Sizzle engine-Principles and Practices (II)

Source: Internet
Author: User
Main processes and regular expressions are segmented
var chunker = /((?:\((?:\([^()]+\)|[^()]+)+\)|\[(?:\[[^[\]]*\]|['"][^'"]*['"]|[^[\]'"]+)+\]|\\.|[^ >+~,(\[\\]+)+|[>+~])(\s*,\s*)?((?:.|\r|\n)*)/g;

This regular expression is long and mainly used for segmentation and one-step preprocessing.

1,

2,

3,

4,

'div#test + p > a.tab'    --> ['div#test','+','p','>','a.tab']
Extract the corresponding type from the expression:

According to the jquery selector, there are 7 types
Id selector, class selector, tag selector, ATTR attribute selector, child element selector, pseudo class selector, POS position Selector

The method to judge is regular. The specific regular expression is as follows:

ID    : /#((?:[\w\u00c0-\uFFFF\-]|\\.)+)/,
CLASS : /\.((?:[\w\u00c0-\uFFFF\-]|\\.)+)/,
NAME : /\[name=['"]*((?:[\w\u00c0-\uFFFF\-]|\\.)+)['"]*\]/,
ATTR : /\[\s*((?:[\w\u00c0-\uFFFF\-]|\\.)+)\s*(?:(\S?=)\s*(?:(['"])(.*?)\3|(#?(?:[\w\u00c0-\uFFFF\-]|\\.)*)|)|)\s*\]/,
TAG : /^((?:[\w\u00c0-\uFFFF\*\-]|\\.)+)/,
CHILD : /:(only|nth|last|first)-child(?:\(\s*(even|odd|(?:[+\-]?\d+|(?:[+\-]?\d*)?n\s*(?:[+\-]\s*\d+)?))\s*\))?/,
POS : /:(nth|eq|gt|lt|first|last|even|odd)(?:\((\d*)\))?(?=[^\-]|$)/,
PSEUDO: /:((?:[\w\u00c0-\uFFFF\-]|\\.)+)(?:\((['"]?)((?:\([^\)]+\)|[^\(\)]*)+)\2\))?/

 

ID:

Class:

Name:

Tag:

ATTR:

POs:

Pseudo:

Regular Expression tips:

? Non-Greedy quantifiers
\ 3 matching score
? = Forward pre-Query

These regular expressions may not be easy to understand at first, but it is better to understand the specific jquery selector:

Pos --: First: Nth (): Last: GT: Lt: Even: Odd. These are newly added by sizzle and have nothing to do with CSS.

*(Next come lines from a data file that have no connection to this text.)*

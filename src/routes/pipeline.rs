use serde_json::{Map, Value};
use std::collections::HashMap;

use super::dispatch::{BodyRule, Requirements};
use crate::error::ApiError;
use crate::schema::{self, CollectionSpec};

/// Request body as handed over by the extractor.
#[derive(Debug, Clone)]
pub enum Body {
    Absent,
    Json(Value),
    /// The body could not be read as JSON; carries the reason
    Invalid(String),
}

/// Output of a successful validation pass.
#[derive(Debug, Clone, Default)]
pub struct Validated {
    /// Path parameter value, when the route requires one
    pub param: Option<String>,
    /// Document fields to write, when the route accepts a body
    pub fields: Map<String, Value>,
}

/// Runs the checks every handler shares, stopping at the first failure:
/// foreign keys, then required keys, then the path parameter.
pub fn validate(
    requirements: Requirements,
    collection: &CollectionSpec,
    endpoint: &str,
    param_key: Option<&str>,
    params: &HashMap<String, String>,
    body: Body,
) -> Result<Validated, ApiError> {
    let fields = match requirements.body {
        BodyRule::None => Map::new(),
        rule => check_body(rule, &collection.document_attributes, body)?,
    };

    let param = if requirements.param {
        let key = param_key.unwrap_or_default();
        match params.get(key).filter(|v| !v.is_empty()) {
            Some(value) => Some(value.clone()),
            None => {
                return Err(ApiError::MissingParam {
                    param_key: key.to_string(),
                    endpoint: endpoint.to_string(),
                })
            }
        }
    } else {
        None
    };

    Ok(Validated { param, fields })
}

fn check_body(rule: BodyRule, attributes: &[String], body: Body) -> Result<Map<String, Value>, ApiError> {
    let body = match body {
        Body::Json(Value::Object(map)) => map,
        Body::Json(other) => return Err(ApiError::InvalidBody(format!("got {}", json_type(&other)))),
        Body::Absent => return Err(ApiError::InvalidBody("no body supplied".to_string())),
        Body::Invalid(reason) => return Err(ApiError::InvalidBody(reason)),
    };

    if schema::has_foreign_keys(&body, attributes) {
        return Err(ApiError::ForeignKeys(schema::foreign_keys(&body, attributes)));
    }

    match rule {
        BodyRule::Full => {
            if !schema::has_all_required_keys(&body, attributes) {
                return Err(ApiError::MissingKeys(schema::missing_keys(&body, attributes)));
            }
            Ok(body)
        }
        BodyRule::Partial => {
            if !schema::has_any_recognized_key(&body, attributes) {
                return Err(ApiError::NoRecognizedKeys(attributes.to_vec()));
            }
            Ok(schema::truthy_fields(&body))
        }
        BodyRule::None => Ok(Map::new()),
    }
}

fn json_type(value: &Value) -> &'static str {
    match value {
        Value::Null => "null",
        Value::Bool(_) => "a boolean",
        Value::Number(_) => "a number",
        Value::String(_) => "a string",
        Value::Array(_) => "an array",
        Value::Object(_) => "an object",
    }
}
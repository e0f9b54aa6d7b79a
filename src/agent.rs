//! Agents are the buyers and sellers which make up a market.
//!
//! The market only ever interacts with agents through the [`AgentResponse`] trait: it asks how
//! much an agent is willing to trade at a price (for a single price or a whole grid of prices) and
//! whether the agent would trade at all.
use crate::id::{AgentID, HasID};
use crate::units::{Price, Quantity};
use anyhow::{Result, ensure};
use indexmap::IndexMap;
use serde_string_enum::{DeserializeLabeledStringEnum, SerializeLabeledStringEnum};

pub mod preference;
use preference::{LinearPreferenceModel, PreferenceModel};

/// A map of agents, keyed by agent ID, in insertion order
pub type AgentMap = IndexMap<AgentID, Box<dyn AgentResponse>>;

/// Which side of the market an agent trades on
#[derive(
    Debug, Clone, Copy, PartialEq, Eq, DeserializeLabeledStringEnum, SerializeLabeledStringEnum,
)]
pub enum Side {
    /// The agent wants to buy
    #[string = "buy"]
    Buy,
    /// The agent wants to sell
    #[string = "sell"]
    Sell,
}

impl Side {
    /// Whether an agent on this side trades at `price`, given its reservation price.
    ///
    /// At exactly the reservation price the agent is indifferent and does not trade.
    pub fn accepts(self, price: Price, reservation: Price) -> bool {
        match self {
            Self::Buy => price < reservation,
            Self::Sell => price > reservation,
        }
    }
}

/// Context passed to agents when they are asked for a response.
///
/// A new state is built for every evaluation and is never stored.
#[derive(Debug, Clone, Copy)]
pub struct MarketState<'a> {
    /// The current step of the simulation (`None` for evaluations made outside the main loop)
    pub step: Option<u32>,
    /// The price(s) being evaluated
    pub prices: &'a [Price],
}

impl<'a> MarketState<'a> {
    /// Create a state for evaluating a grid of prices
    pub fn new(step: Option<u32>, prices: &'a [Price]) -> Self {
        Self { step, prices }
    }

    /// Create a state for evaluating a single price
    pub fn at_price(step: Option<u32>, price: &'a Price) -> Self {
        Self {
            step,
            prices: std::slice::from_ref(price),
        }
    }
}

/// The capabilities the market requires of an agent
pub trait AgentResponse: HasID + std::fmt::Debug {
    /// Which side of the market the agent trades on
    fn side(&self) -> Side;

    /// The unit size the agent offers or demands
    fn quantity(&self) -> Quantity;

    /// The quantity the agent is willing to trade at `price`
    fn quantity_at_price(&self, price: Price, state: &MarketState) -> Quantity;

    /// The quantity the agent is willing to trade at each of `prices`.
    ///
    /// Must return one value per price, each equal to what [`AgentResponse::quantity_at_price`]
    /// returns for that price.
    fn quantities_at_prices(&self, prices: &[Price], state: &MarketState) -> Vec<Quantity> {
        prices
            .iter()
            .map(|&price| self.quantity_at_price(price, state))
            .collect()
    }

    /// Whether the agent would trade a nonzero amount at `price`
    fn willing_to_trade(&self, price: Price, state: &MarketState) -> bool {
        self.quantity_at_price(price, state) > Quantity(0.0)
    }
}

/// An agent whose reservation price is given by a preference model
#[derive(Debug)]
pub struct Agent {
    /// A unique identifier for the agent
    pub id: AgentID,
    /// Which side of the market the agent trades on
    pub side: Side,
    /// The unit size offered or demanded
    pub quantity: Quantity,
    features: Option<Vec<f64>>,
    preference: Box<dyn PreferenceModel>,
}

impl HasID for Agent {
    fn get_id(&self) -> &AgentID {
        &self.id
    }
}

/// Check that an agent's quantity is valid
fn check_quantity(quantity: Quantity) -> Result<()> {
    ensure!(
        quantity.is_finite() && quantity > Quantity(0.0),
        "Agent quantity must be a finite number greater than zero"
    );

    Ok(())
}

impl Agent {
    /// Create a new [`Agent`].
    ///
    /// # Arguments
    ///
    /// * `id` - A unique identifier for the agent
    /// * `side` - Whether the agent buys or sells
    /// * `quantity` - The unit size offered or demanded
    /// * `features` - Features fed to the preference model, if any
    /// * `preference` - The model used to score the agent's reservation price
    pub fn new(
        id: AgentID,
        side: Side,
        quantity: Quantity,
        features: Option<Vec<f64>>,
        preference: Box<dyn PreferenceModel>,
    ) -> Result<Self> {
        check_quantity(quantity).map_err(|err| err.context(format!("Invalid agent {id}")))?;
        preference
            .check_features(features.as_deref())
            .map_err(|err| err.context(format!("Invalid features for agent {id}")))?;

        Ok(Self {
            id,
            side,
            quantity,
            features,
            preference,
        })
    }

    /// Create an agent with a fixed reservation price
    pub fn with_reservation_price(
        id: &str,
        side: Side,
        quantity: Quantity,
        reservation_price: Price,
    ) -> Result<Self> {
        Self::new(
            id.into(),
            side,
            quantity,
            None,
            Box::new(LinearPreferenceModel::constant(reservation_price)),
        )
    }

    /// The agent's features
    pub fn features(&self) -> Option<&[f64]> {
        self.features.as_deref()
    }

    /// Replace the agent's features.
    ///
    /// This must only be done between simulation runs.
    pub fn set_features(&mut self, features: Vec<f64>) -> Result<()> {
        self.preference.check_features(Some(&features))?;
        self.features = Some(features);

        Ok(())
    }

    /// The agent's reservation price in the given market state
    pub fn reservation_price(&self, state: &MarketState) -> Price {
        self.preference
            .reservation_price(self.features.as_deref(), state)
    }

    /// The quantity traded at `price` for an already-scored reservation price
    fn directional_quantity(&self, price: Price, reservation: Price) -> Quantity {
        if self.side.accepts(price, reservation) {
            self.quantity
        } else {
            Quantity(0.0)
        }
    }
}

impl AgentResponse for Agent {
    fn side(&self) -> Side {
        self.side
    }

    fn quantity(&self) -> Quantity {
        self.quantity
    }

    fn quantity_at_price(&self, price: Price, state: &MarketState) -> Quantity {
        let reservation = self.reservation_price(state);
        self.directional_quantity(price, reservation)
    }

    fn quantities_at_prices(&self, prices: &[Price], state: &MarketState) -> Vec<Quantity> {
        // Score once for the whole grid
        let reservation = self.reservation_price(state);
        prices
            .iter()
            .map(|&price| self.directional_quantity(price, reservation))
            .collect()
    }
}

Others are basically the same as CSS. It should be noted that, due to the existence of pseudo, the same expression may match multiple types at the same time, which will be mentioned in the filter section later.

 

The above regular string is saved in the match attribute of expr,

Expr = {
match:{
//ID:....
}
}

This part of the regular expression is not directly used, and further processing is performed.
First, a judgment is added after each string to ensure that the matching result is not included at the end.) or}

/#((? : [\ W \ u00c0-\ Uffff \-] | \.) +)/convert /#((? : [\ W \ u00c0-\ Uffff \-] | \.) + )(?! [^ \ [] * \]) (?! [^ \ (] * \)/

Second, at the same time, sizzle detects escape characters. Therefore, a capture group is added to each part of the header to save the part before the target string,
In this step, because a group is added to the header, the \ 3 and other symbols in the original regular string must be removed sequentially.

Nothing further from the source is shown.